**Task description:** Only a slice of the listing below is wanted. Retype the lines from the one containing "most recent sync." through the one containing "pub fn save(&self, path: &Path)", exactly, both ends included.

**Data for review:**
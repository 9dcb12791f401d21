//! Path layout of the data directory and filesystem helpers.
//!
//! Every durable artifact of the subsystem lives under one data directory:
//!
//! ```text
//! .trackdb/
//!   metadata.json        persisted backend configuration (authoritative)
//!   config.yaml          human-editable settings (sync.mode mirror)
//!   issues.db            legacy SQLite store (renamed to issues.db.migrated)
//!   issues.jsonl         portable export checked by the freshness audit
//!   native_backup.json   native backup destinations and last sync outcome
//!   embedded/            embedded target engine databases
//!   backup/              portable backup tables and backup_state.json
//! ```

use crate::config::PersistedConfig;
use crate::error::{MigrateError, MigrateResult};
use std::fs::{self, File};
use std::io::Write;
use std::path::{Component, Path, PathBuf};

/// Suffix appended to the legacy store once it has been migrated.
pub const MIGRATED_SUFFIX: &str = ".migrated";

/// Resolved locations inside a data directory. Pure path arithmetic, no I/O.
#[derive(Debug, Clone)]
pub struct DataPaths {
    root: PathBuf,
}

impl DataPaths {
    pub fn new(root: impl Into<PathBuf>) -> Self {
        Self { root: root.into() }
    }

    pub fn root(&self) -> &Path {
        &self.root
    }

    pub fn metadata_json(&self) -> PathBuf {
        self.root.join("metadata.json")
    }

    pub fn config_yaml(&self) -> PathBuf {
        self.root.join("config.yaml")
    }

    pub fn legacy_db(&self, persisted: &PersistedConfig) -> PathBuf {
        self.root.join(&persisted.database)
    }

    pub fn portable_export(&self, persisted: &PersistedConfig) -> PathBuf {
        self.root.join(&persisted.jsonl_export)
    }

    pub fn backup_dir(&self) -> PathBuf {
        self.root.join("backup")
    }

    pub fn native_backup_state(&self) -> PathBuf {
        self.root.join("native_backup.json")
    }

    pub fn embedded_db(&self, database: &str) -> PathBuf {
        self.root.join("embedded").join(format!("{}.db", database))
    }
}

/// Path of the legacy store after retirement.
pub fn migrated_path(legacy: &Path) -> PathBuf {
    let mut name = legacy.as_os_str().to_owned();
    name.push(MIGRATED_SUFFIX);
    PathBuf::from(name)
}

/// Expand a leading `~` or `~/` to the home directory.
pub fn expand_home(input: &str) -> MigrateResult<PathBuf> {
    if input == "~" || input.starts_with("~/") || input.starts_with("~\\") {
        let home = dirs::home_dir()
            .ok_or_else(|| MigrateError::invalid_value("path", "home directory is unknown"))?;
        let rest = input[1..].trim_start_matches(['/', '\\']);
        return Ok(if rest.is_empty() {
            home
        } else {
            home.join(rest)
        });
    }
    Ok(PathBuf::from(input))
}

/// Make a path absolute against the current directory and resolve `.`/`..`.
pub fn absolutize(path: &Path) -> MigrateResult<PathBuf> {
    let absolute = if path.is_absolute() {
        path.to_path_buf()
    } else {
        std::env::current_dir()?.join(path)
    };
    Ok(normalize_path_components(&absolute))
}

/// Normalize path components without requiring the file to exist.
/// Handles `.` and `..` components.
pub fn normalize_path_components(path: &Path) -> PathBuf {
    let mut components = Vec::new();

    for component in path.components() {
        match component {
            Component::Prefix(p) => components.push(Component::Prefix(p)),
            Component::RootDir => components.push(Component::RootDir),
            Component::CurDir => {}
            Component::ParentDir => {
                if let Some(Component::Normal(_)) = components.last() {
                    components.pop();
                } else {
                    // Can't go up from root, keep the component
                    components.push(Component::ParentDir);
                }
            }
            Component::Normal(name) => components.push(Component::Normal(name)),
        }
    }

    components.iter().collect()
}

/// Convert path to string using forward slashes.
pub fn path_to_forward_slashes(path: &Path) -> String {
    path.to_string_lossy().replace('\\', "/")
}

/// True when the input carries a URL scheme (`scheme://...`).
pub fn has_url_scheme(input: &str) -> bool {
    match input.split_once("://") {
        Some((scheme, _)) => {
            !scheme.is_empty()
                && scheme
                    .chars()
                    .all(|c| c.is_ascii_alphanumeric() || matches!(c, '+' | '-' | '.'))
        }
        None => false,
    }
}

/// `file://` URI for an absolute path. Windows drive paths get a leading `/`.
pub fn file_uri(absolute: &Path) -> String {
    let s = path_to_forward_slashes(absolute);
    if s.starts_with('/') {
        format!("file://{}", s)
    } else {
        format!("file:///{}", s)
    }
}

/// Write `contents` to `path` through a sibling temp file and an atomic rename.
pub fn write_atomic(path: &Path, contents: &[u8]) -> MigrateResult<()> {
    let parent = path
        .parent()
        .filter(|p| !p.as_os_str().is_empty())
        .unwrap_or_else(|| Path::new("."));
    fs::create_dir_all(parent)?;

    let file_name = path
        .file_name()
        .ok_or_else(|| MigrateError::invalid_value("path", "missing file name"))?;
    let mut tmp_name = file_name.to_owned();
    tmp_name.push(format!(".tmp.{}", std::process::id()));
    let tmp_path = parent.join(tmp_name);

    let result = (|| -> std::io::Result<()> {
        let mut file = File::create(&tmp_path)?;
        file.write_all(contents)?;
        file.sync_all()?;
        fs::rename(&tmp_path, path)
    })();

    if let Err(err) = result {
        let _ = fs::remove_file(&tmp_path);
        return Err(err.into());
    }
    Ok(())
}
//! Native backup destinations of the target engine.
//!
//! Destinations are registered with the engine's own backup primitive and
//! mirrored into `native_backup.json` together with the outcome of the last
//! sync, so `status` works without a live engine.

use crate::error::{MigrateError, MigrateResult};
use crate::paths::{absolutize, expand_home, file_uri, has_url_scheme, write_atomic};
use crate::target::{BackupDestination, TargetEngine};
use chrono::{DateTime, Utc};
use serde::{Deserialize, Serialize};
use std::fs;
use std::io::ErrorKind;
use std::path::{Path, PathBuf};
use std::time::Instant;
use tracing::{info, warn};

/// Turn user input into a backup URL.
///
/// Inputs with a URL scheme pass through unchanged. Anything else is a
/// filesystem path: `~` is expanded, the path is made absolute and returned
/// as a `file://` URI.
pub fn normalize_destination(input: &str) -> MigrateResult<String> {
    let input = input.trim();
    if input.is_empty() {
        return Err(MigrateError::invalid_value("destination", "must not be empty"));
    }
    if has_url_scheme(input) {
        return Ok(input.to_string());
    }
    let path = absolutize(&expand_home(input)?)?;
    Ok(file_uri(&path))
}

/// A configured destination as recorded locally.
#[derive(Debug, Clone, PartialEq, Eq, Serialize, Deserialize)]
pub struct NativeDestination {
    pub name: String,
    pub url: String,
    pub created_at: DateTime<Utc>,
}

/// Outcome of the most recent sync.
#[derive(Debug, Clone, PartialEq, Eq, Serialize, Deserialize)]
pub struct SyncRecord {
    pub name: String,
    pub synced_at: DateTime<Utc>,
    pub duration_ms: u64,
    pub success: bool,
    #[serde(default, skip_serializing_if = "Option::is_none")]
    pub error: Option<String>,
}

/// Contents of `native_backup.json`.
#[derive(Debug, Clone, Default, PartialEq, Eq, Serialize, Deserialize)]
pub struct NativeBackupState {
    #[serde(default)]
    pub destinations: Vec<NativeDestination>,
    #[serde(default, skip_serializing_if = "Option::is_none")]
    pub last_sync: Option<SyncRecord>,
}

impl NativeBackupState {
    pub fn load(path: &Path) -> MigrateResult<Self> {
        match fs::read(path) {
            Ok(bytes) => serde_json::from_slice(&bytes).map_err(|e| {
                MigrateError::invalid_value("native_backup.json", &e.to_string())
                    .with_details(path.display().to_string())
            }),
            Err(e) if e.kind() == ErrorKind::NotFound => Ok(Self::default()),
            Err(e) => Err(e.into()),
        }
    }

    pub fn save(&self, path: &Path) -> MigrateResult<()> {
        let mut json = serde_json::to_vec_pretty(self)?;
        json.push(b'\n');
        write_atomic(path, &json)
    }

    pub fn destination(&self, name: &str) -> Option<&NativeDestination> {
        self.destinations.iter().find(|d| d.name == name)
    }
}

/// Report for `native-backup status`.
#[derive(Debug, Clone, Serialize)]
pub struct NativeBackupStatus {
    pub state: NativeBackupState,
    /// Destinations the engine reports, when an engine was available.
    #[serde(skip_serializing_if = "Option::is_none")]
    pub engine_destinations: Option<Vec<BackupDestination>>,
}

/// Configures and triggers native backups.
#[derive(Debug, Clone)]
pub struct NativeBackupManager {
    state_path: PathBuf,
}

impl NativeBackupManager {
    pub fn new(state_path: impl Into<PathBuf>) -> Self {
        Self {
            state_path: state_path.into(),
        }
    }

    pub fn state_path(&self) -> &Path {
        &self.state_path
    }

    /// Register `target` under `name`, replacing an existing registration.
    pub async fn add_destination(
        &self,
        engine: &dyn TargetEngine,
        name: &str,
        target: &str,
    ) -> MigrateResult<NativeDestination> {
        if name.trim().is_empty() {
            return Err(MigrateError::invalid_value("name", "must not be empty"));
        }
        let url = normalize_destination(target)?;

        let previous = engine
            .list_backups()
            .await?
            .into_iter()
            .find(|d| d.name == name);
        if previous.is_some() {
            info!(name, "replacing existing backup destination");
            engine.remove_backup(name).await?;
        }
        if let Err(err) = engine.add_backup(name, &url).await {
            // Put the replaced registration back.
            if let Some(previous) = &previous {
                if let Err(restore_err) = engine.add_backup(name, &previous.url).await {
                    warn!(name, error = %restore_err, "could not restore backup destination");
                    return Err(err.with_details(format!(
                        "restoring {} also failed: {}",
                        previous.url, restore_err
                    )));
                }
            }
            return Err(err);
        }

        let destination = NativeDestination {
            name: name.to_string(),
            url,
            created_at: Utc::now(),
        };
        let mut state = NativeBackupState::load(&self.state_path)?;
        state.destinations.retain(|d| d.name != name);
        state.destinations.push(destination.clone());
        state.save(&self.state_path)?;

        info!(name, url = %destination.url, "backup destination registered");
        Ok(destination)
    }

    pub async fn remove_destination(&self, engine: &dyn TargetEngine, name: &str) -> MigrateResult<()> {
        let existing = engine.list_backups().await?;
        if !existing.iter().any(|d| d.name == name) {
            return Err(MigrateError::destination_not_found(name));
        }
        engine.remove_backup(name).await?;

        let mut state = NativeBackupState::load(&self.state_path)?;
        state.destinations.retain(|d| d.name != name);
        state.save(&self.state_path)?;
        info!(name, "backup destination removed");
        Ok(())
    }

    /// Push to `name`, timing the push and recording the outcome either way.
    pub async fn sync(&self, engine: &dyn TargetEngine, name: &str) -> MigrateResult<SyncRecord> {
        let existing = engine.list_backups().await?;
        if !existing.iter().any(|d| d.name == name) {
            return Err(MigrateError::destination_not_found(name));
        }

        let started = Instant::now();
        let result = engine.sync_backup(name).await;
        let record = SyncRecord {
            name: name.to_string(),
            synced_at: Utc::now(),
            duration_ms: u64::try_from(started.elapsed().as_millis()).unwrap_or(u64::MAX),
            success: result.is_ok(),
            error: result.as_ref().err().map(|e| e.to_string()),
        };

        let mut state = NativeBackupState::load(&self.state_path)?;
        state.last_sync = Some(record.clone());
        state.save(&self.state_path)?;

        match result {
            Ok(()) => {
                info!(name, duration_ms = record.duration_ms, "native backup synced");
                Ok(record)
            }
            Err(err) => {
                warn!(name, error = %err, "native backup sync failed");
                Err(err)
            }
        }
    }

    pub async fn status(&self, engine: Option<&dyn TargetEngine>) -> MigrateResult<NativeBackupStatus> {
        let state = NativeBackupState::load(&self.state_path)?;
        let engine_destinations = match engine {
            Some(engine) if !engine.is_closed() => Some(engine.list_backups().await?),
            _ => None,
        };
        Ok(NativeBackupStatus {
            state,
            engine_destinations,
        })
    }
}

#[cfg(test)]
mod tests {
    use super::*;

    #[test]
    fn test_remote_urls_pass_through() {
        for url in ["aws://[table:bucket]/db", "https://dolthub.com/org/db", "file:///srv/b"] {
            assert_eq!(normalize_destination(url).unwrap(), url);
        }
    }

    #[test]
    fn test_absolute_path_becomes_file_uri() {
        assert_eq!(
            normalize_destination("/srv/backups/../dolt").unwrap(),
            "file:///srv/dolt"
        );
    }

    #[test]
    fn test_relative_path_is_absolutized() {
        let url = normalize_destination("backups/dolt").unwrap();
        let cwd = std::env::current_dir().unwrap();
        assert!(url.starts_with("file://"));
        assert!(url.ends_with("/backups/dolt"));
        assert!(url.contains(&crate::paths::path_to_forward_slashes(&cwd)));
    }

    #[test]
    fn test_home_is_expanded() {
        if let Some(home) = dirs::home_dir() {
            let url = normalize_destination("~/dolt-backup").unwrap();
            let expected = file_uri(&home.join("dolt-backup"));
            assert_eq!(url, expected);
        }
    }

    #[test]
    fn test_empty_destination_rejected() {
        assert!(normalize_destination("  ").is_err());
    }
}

**Answer to this exercise:**
/// Outcome of the most recent sync.
#[derive(Debug, Clone, PartialEq, Eq, Serialize, Deserialize)]
pub struct SyncRecord {
    pub name: String,
    pub synced_at: DateTime<Utc>,
    pub duration_ms: u64,
    pub success: bool,
    #[serde(default, skip_serializing_if = "Option::is_none")]
    pub error: Option<String>,
}

/// Contents of `native_backup.json`.
#[derive(Debug, Clone, Default, PartialEq, Eq, Serialize, Deserialize)]
pub struct NativeBackupState {
    #[serde(default)]
    pub destinations: Vec<NativeDestination>,
    #[serde(default, skip_serializing_if = "Option::is_none")]
    pub last_sync: Option<SyncRecord>,
}

impl NativeBackupState {
    pub fn load(path: &Path) -> MigrateResult<Self> {
        match fs::read(path) {
            Ok(bytes) => serde_json::from_slice(&bytes).map_err(|e| {
                MigrateError::invalid_value("native_backup.json", &e.to_string())
                    .with_details(path.display().to_string())
            }),
            Err(e) if e.kind() == ErrorKind::NotFound => Ok(Self::default()),
            Err(e) => Err(e.into()),
        }
    }

    pub fn save(&self, path: &Path) -> MigrateResult<()> {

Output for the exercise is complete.